If you recall your World War II history, the United States and the Soviet Union were allies during the war. Together, these nations and others brought about the downfall of Hitler's Third Reich. When the war ended in 1945, these two countries emerged as world super powers. They were it: the two most powerful states in the world. When the war ended, the two super powers had very different ideas of how Europe should be restructured. Herein lies the roots of the Cold War.
The Cold War, of course, was a prolonged period of tension between the United States and the Soviet Union, lasting between the end of World War II and the fall of communism. While the Cold War spawned regional 'hot wars,' like the Korean War and the Vietnam War, the Cold War was characterized by threats, tension, and competition -- not physical combat. Basically, between 1945 and 1991, the United States and the Soviet Union did not like each other very much.

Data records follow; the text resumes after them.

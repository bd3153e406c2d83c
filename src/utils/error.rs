//! Error types for the remote platform clients
//!
//! Each remote operation has its own error kind so the scheduler can log
//! which step of a booking attempt failed.

use thiserror::Error;

/// Errors that can occur while fetching the class catalog
#[derive(Error, Debug)]
pub enum FetchError {
    /// HTTP request error
    #[error("HTTP request failed: {0}")]
    Http(#[from] reqwest::Error),

    /// Unexpected status code from the platform
    #[error("Server returned status {0}")]
    Status(u16),

    /// Request timeout
    #[error("Request timeout")]
    Timeout,

    /// The schedule table is missing from the returned page
    #[error("Schedule table not found in catalog page")]
    TableNotFound,
}

impl FetchError {
    /// Map a transport error, distinguishing timeouts
    pub fn from_transport(err: reqwest::Error) -> Self {
        if err.is_timeout() {
            Self::Timeout
        } else {
            Self::Http(err)
        }
    }

    pub fn is_recoverable(&self) -> bool {
        !matches!(self, Self::TableNotFound)
    }
}

/// Errors that can occur while logging in as an end-user
#[derive(Error, Debug)]
pub enum AuthError {
    /// HTTP request error
    #[error("HTTP request failed: {0}")]
    Http(#[from] reqwest::Error),

    /// Unexpected status code from the platform
    #[error("Login returned status {0}")]
    Status(u16),

    /// The platform answered but refused the credentials
    #[error("Login rejected for {email}")]
    Rejected { email: String },

    /// The login envelope could not be interpreted
    #[error("Malformed login response: {0}")]
    MalformedResponse(String),
}

/// Errors that can occur while submitting a booking
#[derive(Error, Debug)]
pub enum BookingError {
    /// HTTP request error
    #[error("HTTP request failed: {0}")]
    Http(#[from] reqwest::Error),

    /// Non-OK status from the booking endpoint
    #[error("Booking failed with status {status}: {body}")]
    Status { status: u16, body: String },

    /// Platform reports scheduling for the class is not open
    #[error("Scheduling is closed for class {booking_id}")]
    Closed { booking_id: String },
}

#[cfg(test)]
mod tests {
    use super::*;

    #[test]
    fn test_fetch_error_recoverable() {
        assert!(FetchError::Timeout.is_recoverable());
        assert!(FetchError::Status(503).is_recoverable());
        assert!(!FetchError::TableNotFound.is_recoverable());
    }

    #[test]
    fn test_booking_error_display() {
        let err = BookingError::Closed {
            booking_id: "12345".to_string(),
        };
        assert!(err.to_string().contains("12345"));

        let err = BookingError::Status {
            status: 500,
            body: "oops".to_string(),
        };
        assert!(err.to_string().contains("500"));
    }
}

World War II devastated Europe. When the war ended in 1945, Soviet troops occupied countries like Poland, Romania, Czechoslovakia, and others. The Soviets also occupied the eastern half of Germany, while the Americans, British, and French occupied the other half. The two super powers had very different ideas of how Europe should be rebuilt. The United States naturally wanted Europe to be rebuilt along Democratic-Capitalist lines, while the Soviet Union, being a communist country, wanted Europe to be rebuilt along Marxist lines. Because of this, the Soviets moved quickly to establish communist puppet governments in occupied countries.

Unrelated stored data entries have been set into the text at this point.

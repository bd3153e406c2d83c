//! Unified error types for classhold
//!
//! Domain errors live next to the code that raises them; this module folds
//! them into one [`Error`] with a category and a recoverability flag for
//! callers that only need to decide whether to keep going.

use std::io;
use thiserror::Error;

pub use crate::scheduler::error::SchedulerError;
pub use crate::service::ServiceError;
pub use crate::storage::StoreError;
pub use crate::utils::error::{AuthError, BookingError, FetchError};

/// Common behaviour of classhold errors
pub trait ClassholdErrorTrait: std::error::Error {
    /// Whether retrying the operation later may succeed
    fn is_recoverable(&self) -> bool;

    fn category(&self) -> ErrorCategory;
}

/// Error category for grouping and logging
#[derive(Debug, Clone, Copy, PartialEq, Eq, Hash)]
pub enum ErrorCategory {
    Network,
    Authentication,
    Booking,
    Storage,
    Config,
    Scheduler,
    Validation,
    Other,
}

impl ErrorCategory {
    pub fn as_str(&self) -> &'static str {
        match self {
            Self::Network => "network",
            Self::Authentication => "authentication",
            Self::Booking => "booking",
            Self::Storage => "storage",
            Self::Config => "config",
            Self::Scheduler => "scheduler",
            Self::Validation => "validation",
            Self::Other => "other",
        }
    }
}

impl std::fmt::Display for ErrorCategory {
    fn fmt(&self, f: &mut std::fmt::Formatter<'_>) -> std::fmt::Result {
        f.write_str(self.as_str())
    }
}

/// Unified error type
#[derive(Error, Debug)]
pub enum Error {
    #[error("Fetch error: {0}")]
    Fetch(#[from] FetchError),

    #[error("Authentication error: {0}")]
    Auth(#[from] AuthError),

    #[error("Booking error: {0}")]
    Booking(#[from] BookingError),

    #[error("Store error: {0}")]
    Store(#[from] StoreError),

    #[error("Scheduler error: {0}")]
    Scheduler(#[from] SchedulerError),

    #[error("Service error: {0}")]
    Service(#[from] ServiceError),

    #[error("I/O error: {0}")]
    Io(#[from] io::Error),

    #[error("HTTP error: {0}")]
    Http(#[from] reqwest::Error),

    #[error("Config error: {0}")]
    Config(String),

    #[error("{context}")]
    Other {
        context: String,
        #[source]
        source: Option<Box<dyn std::error::Error + Send + Sync>>,
    },
}

impl ClassholdErrorTrait for Error {
    fn is_recoverable(&self) -> bool {
        match self {
            Self::Fetch(e) => e.is_recoverable(),
            Self::Auth(e) => !matches!(e, AuthError::Rejected { .. }),
            // Closed scheduling opens later; other rejections may too
            Self::Booking(_) => true,
            Self::Store(e) => !matches!(e, StoreError::NotFound(_)),
            Self::Scheduler(e) => e.is_recoverable(),
            Self::Service(e) => match e {
                ServiceError::Fetch(inner) => inner.is_recoverable(),
                ServiceError::Store(_) => true,
                _ => false,
            },
            Self::Io(_) => true,
            Self::Http(_) => true,
            Self::Config(_) => false,
            Self::Other { .. } => false,
        }
    }

    fn category(&self) -> ErrorCategory {
        match self {
            Self::Fetch(_) | Self::Http(_) => ErrorCategory::Network,
            Self::Auth(_) => ErrorCategory::Authentication,
            Self::Booking(_) => ErrorCategory::Booking,
            Self::Store(_) | Self::Io(_) => ErrorCategory::Storage,
            Self::Scheduler(_) => ErrorCategory::Scheduler,
            Self::Service(e) => match e {
                ServiceError::Fetch(_) => ErrorCategory::Network,
                ServiceError::Store(_) => ErrorCategory::Storage,
                _ => ErrorCategory::Validation,
            },
            Self::Config(_) => ErrorCategory::Config,
            Self::Other { .. } => ErrorCategory::Other,
        }
    }
}

impl Error {
    pub fn config(msg: impl Into<String>) -> Self {
        Self::Config(msg.into())
    }

    pub fn other(context: impl Into<String>) -> Self {
        Self::Other {
            context: context.into(),
            source: None,
        }
    }

    pub fn with_source(
        context: impl Into<String>,
        source: impl std::error::Error + Send + Sync + 'static,
    ) -> Self {
        Self::Other {
            context: context.into(),
            source: Some(Box::new(source)),
        }
    }
}

impl From<anyhow::Error> for Error {
    fn from(err: anyhow::Error) -> Self {
        Self::Other {
            context: err.to_string(),
            source: None,
        }
    }
}

/// Result type alias using the unified Error
pub type Result<T> = std::result::Result<T, Error>;

#[cfg(test)]
mod tests {
    use super::*;

    #[test]
    fn test_categories() {
        assert_eq!(
            Error::from(FetchError::Timeout).category(),
            ErrorCategory::Network
        );
        assert_eq!(
            Error::from(StoreError::NotFound(1)).category(),
            ErrorCategory::Storage
        );
        assert_eq!(
            Error::from(ServiceError::InvalidDate("x".to_string())).category(),
            ErrorCategory::Validation
        );
        assert_eq!(Error::config("bad").category(), ErrorCategory::Config);
    }

    #[test]
    fn test_recoverability() {
        assert!(Error::from(FetchError::Status(503)).is_recoverable());
        assert!(!Error::from(FetchError::TableNotFound).is_recoverable());
        assert!(!Error::from(AuthError::Rejected {
            email: "a@b".to_string()
        })
        .is_recoverable());
        assert!(Error::from(BookingError::Closed {
            booking_id: "1".to_string()
        })
        .is_recoverable());
        assert!(!Error::from(StoreError::NotFound(7)).is_recoverable());
        assert!(!Error::other("boom").is_recoverable());
    }

    #[test]
    fn test_with_source_keeps_chain() {
        let io = io::Error::new(io::ErrorKind::Other, "disk");
        let err = Error::with_source("loading store", io);
        assert_eq!(err.to_string(), "loading store");
        assert!(std::error::Error::source(&err).is_some());
    }

    #[test]
    fn test_category_display() {
        assert_eq!(ErrorCategory::Authentication.to_string(), "authentication");
    }
}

The western democracies tried but failed to curb Soviet expansion. At the Yalta Conference in February 1945 and at the Potsdam Conference in July of 1945, the Allied powers met to discuss the composition of post-war Europe. Under pressure from western democracies, Soviet leader Josef Stalin pledged to refrain from Sovietization and insisted he would allow free elections in occupied countries. Stalin failed to keep his promise and through falsified elections and other subversive means, the Soviet Union helped install communist governments. Unwilling to risk outright war, there was little the western democracies could do except stand by and watch as eastern Europe fell to communism.
The countries that came under the influence of communism became known as the Eastern Bloc, or the 'Eastern Bloc States.' In a famous speech, British prime minister Winston Churchill said that these countries had been placed 'behind the Iron Curtain.' The term 'Iron Curtain,' of course, was a figurative reference to the oppressive rule of communism. Among the leading Eastern Bloc states were East Germany, Poland, Romania, Czechoslovakia, Hungary, Albania, and Bulgaria. These states were held together by an agreement called the Warsaw Pact or, more officially, the 'Treaty of Friendship, Co-operation, and Mutual Assistance.' The Warsaw Pact was a mutual defense pact aimed at consolidating communist strength encountering the North Atlantic Treaty Organization, or NATO.

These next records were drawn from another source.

use actix_http::Request;
use actix_web::{http::StatusCode, test, web, App};
use pasal_common::{Rupee, Secret};
use pasal_gateways::{EsewaConfig, GatewayConfig, GatewayRegistry, KhaltiConfig};
use pasal_payment_engine::{
    events::EventProducers,
    test_utils::{prepare_test_env, random_db_path, seed_product},
    EngineConfig,
    OrderFlowApi,
    SqliteDatabase,
};
use serde_json::{json, Value};

use crate::{
    middleware::AdminAuthMiddlewareFactory,
    routes::{
        admin_create_order,
        admin_order,
        admin_transition,
        admin_withdrawal,
        checkout,
        health,
        payment_failure,
        payment_status,
        payment_success,
        payment_webhook,
    },
};

pub const ADMIN_KEY: &str = "test-admin-key";
// The public eSewa sandbox secret.
pub const ESEWA_SECRET: &str = "8gBm/:&EnhH.1/q";
// Provider lookups point at a closed local port, so a test that reaches one gets an immediate connection
// error instead of a real network call.
pub const DEAD_PROVIDER: &str = "http://127.0.0.1:9";

pub struct TestServer {
    pub db: SqliteDatabase,
}

impl TestServer {
    pub async fn new() -> Self {
        let db = prepare_test_env(&random_db_path()).await;
        Self { db }
    }

    /// A Rs 1000 product with stock, sold by seller #77.
    pub async fn seed_default_product(&self) -> i64 {
        seed_product(&self.db, "Dhaka topi", Rupee::from_rupees(1000), 10, Some(77), None).await
    }

    pub async fn get(&self, path: &str) -> (StatusCode, Value) {
        self.call(test::TestRequest::get().uri(path).to_request()).await
    }

    pub async fn get_with_key(&self, path: &str, key: &str) -> (StatusCode, Value) {
        self.call(test::TestRequest::get().uri(path).insert_header(("X-Admin-Api-Key", key)).to_request()).await
    }

    pub async fn post(&self, path: &str, body: Value) -> (StatusCode, Value) {
        self.call(test::TestRequest::post().uri(path).set_json(body).to_request()).await
    }

    pub async fn post_with_key(&self, path: &str, body: Value, key: &str) -> (StatusCode, Value) {
        let req =
            test::TestRequest::post().uri(path).insert_header(("X-Admin-Api-Key", key)).set_json(body).to_request();
        self.call(req).await
    }

    /// Builds the app fresh for every request, exactly as the server wires it, and returns the response
    /// status with the body parsed as JSON (or wrapped as a JSON string for plain-text bodies).
    async fn call(&self, req: Request) -> (StatusCode, Value) {
        let api = OrderFlowApi::new(self.db.clone(), EventProducers::default(), EngineConfig::default());
        let config = GatewayConfig {
            khalti: KhaltiConfig {
                secret_key: Secret::new("test-khalti-key".to_string()),
                test_mode: true,
                api_base_override: Some(DEAD_PROVIDER.to_string()),
            },
            esewa: EsewaConfig {
                secret_key: Secret::new(ESEWA_SECRET.to_string()),
                product_code: "EPAYTEST".to_string(),
                test_mode: true,
                status_url_override: Some(DEAD_PROVIDER.to_string()),
            },
            ..GatewayConfig::default()
        };
        let registry = GatewayRegistry::from_config(&config).expect("Error building gateway registry");
        let admin_scope = web::scope("/admin")
            .wrap(AdminAuthMiddlewareFactory::new(Secret::new(ADMIN_KEY.to_string())))
            .service(admin_create_order)
            .service(admin_order)
            .service(admin_transition)
            .service(admin_withdrawal);
        let app = App::new()
            .app_data(web::Data::new(api))
            .app_data(web::Data::new(registry))
            .service(health)
            .service(checkout)
            .service(payment_status)
            .service(payment_success)
            .service(payment_failure)
            .service(payment_webhook)
            .service(admin_scope);
        let service = test::init_service(app).await;
        match test::try_call_service(&service, req).await {
            Ok(res) => {
                let status = res.status();
                let body = test::read_body(res).await;
                let value = serde_json::from_slice(&body)
                    .unwrap_or_else(|_| json!(String::from_utf8_lossy(&body).into_owned()));
                (status, value)
            },
            Err(e) => (e.as_response_error().status_code(), json!({ "error": e.to_string() })),
        }
    }
}

/// A one-line COD-style checkout for the given product. Delivery fee Rs 150.
pub fn checkout_body(product_id: i64, gateway: &str) -> Value {
    json!({
        "user_id": 42,
        "items": [{ "product_id": product_id, "quantity": 1 }],
        "recipient_name": "Sita Sharma",
        "phone": "9841000000",
        "address": "Baneshwor",
        "city": "Kathmandu",
        "gateway": gateway,
        "delivery_fee": 15_000,
    })
}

So what was NATO? NATO was the opposing mutual defense pact. Its member states were more or less the western democracies. Countries like the United States, France, Great Britain, Canada, and many others made up NATO. The important thing to remember here is that the Warsaw Pact stemmed from Soviet influence, while NATO stemmed from American influence.
Recognizing the problems posed by the Sovietization of eastern Europe, the United States adopted a broad foreign policy strategy that has come to be known as containment. Put simply, containment policy was designed to contain the spread of communism but not necessarily combat it where it already existed. Containment policy was formulated by diplomat George F. Kennan and became the cornerstone of President Harry Truman's foreign policy. The Truman Doctrine marked the official implementation of containment policy. In a famous 1947 speech, Truman proclaimed that the United States would intervene to provide economic and military support to Greece and Turkey, whose people were attempting to thwart a communist takeover. The Truman Doctrine essentially stated that the United States would provide support to countries resisting communism.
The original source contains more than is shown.